Segment Start: Records for processing

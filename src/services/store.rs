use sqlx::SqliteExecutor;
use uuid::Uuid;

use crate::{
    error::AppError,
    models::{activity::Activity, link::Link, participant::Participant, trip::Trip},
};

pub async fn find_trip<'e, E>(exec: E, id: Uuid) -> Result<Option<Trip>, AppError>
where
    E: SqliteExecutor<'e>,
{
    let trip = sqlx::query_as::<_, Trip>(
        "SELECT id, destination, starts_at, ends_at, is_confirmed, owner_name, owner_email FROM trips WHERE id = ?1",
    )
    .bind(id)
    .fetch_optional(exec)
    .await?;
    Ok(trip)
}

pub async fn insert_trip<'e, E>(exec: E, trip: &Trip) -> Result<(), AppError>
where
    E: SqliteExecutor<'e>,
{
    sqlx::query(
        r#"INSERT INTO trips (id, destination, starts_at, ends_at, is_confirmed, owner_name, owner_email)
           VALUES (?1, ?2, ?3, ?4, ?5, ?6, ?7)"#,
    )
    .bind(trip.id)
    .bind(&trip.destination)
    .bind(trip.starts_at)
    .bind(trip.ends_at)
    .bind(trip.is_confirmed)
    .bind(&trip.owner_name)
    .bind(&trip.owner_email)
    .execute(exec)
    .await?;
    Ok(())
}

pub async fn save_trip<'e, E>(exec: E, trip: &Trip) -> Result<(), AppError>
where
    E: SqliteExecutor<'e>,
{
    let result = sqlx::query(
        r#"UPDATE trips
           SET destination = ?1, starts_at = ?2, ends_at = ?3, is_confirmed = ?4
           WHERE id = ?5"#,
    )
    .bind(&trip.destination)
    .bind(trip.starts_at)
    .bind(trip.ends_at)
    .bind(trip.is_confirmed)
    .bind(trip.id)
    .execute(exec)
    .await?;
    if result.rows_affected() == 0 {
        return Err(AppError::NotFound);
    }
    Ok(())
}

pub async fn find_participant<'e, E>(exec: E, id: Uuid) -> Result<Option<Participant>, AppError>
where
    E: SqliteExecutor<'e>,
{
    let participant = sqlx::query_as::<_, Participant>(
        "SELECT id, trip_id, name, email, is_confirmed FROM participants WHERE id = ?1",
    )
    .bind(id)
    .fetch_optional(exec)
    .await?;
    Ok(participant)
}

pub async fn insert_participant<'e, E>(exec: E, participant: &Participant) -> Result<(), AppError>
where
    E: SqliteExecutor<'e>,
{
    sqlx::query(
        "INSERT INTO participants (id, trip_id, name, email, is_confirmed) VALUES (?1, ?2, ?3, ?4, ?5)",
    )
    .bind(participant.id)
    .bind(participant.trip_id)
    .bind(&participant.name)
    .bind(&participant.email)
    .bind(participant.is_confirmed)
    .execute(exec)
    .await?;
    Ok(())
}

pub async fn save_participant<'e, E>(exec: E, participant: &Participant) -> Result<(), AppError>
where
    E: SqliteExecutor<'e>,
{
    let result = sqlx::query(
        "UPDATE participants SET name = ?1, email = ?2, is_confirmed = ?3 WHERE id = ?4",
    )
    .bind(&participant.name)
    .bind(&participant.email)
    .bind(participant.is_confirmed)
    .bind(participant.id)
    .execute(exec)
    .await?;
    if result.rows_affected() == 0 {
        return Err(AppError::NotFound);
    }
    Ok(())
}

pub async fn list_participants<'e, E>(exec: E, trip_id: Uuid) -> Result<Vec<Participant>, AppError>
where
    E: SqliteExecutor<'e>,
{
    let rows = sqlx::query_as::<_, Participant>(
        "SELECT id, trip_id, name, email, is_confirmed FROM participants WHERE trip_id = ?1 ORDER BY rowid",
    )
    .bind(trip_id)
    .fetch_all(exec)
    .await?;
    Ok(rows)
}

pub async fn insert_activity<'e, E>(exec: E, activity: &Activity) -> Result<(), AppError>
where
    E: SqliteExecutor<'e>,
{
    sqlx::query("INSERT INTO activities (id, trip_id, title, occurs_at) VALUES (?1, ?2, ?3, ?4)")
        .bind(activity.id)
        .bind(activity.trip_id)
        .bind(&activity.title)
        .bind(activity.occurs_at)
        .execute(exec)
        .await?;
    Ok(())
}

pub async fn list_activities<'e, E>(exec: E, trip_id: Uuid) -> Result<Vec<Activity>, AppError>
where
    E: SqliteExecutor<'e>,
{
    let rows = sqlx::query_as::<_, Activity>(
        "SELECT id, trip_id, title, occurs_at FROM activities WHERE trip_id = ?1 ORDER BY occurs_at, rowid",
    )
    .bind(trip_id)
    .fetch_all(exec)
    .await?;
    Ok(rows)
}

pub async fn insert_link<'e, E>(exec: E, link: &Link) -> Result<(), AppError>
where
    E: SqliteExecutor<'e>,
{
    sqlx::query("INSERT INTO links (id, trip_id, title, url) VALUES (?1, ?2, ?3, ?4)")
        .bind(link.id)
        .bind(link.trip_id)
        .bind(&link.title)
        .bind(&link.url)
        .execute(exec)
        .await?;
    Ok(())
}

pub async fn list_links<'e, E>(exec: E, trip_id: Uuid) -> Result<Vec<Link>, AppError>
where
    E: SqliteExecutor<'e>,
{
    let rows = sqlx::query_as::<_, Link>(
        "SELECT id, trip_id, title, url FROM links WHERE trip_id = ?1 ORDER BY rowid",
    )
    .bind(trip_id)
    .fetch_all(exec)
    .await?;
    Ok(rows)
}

Segment End: Records for processing
Segment Start: Records for processing

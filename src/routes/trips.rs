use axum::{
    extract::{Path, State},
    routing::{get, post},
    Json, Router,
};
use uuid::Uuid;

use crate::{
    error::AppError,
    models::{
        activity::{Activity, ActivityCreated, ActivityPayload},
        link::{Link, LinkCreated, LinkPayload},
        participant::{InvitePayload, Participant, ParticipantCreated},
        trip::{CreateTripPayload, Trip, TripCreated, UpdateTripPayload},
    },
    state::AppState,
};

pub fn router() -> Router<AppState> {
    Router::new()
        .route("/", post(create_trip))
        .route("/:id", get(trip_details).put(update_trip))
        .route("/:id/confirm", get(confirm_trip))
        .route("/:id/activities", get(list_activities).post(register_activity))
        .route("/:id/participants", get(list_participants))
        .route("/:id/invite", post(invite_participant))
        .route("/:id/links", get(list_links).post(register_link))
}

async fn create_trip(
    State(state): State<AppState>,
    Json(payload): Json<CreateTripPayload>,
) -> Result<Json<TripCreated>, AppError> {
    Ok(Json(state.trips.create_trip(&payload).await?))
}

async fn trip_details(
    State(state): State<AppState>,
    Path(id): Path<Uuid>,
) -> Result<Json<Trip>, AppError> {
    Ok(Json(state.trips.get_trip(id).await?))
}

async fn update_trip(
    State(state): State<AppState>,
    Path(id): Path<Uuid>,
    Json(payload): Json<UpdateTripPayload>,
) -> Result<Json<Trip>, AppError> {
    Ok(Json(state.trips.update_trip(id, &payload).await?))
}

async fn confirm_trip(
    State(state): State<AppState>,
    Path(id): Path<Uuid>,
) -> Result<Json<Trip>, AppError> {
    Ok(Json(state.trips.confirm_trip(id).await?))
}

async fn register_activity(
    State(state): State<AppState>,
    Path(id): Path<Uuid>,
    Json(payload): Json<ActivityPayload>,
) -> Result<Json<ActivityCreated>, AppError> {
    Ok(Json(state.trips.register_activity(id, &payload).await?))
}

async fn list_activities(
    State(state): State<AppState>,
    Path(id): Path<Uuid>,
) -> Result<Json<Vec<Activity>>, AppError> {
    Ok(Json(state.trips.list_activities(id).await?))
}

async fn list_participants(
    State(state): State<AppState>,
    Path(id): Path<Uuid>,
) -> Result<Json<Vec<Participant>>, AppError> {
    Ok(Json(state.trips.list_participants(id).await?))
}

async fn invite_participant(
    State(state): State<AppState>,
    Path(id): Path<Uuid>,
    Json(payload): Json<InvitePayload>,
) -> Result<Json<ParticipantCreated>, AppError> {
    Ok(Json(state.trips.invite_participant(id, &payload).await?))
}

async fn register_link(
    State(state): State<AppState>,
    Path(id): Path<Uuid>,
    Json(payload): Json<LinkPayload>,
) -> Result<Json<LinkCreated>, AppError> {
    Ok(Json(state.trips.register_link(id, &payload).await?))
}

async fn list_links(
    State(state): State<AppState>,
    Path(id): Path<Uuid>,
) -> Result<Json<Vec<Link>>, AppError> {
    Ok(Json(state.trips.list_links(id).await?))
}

Segment End: Records for processing

> **Problem description**:
Check each line of the data above for the string "InvitePayload", and copy the ones that have it.

> **Response to this exercise**:
        participant::{InvitePayload, Participant, ParticipantCreated},
    Json(payload): Json<InvitePayload>,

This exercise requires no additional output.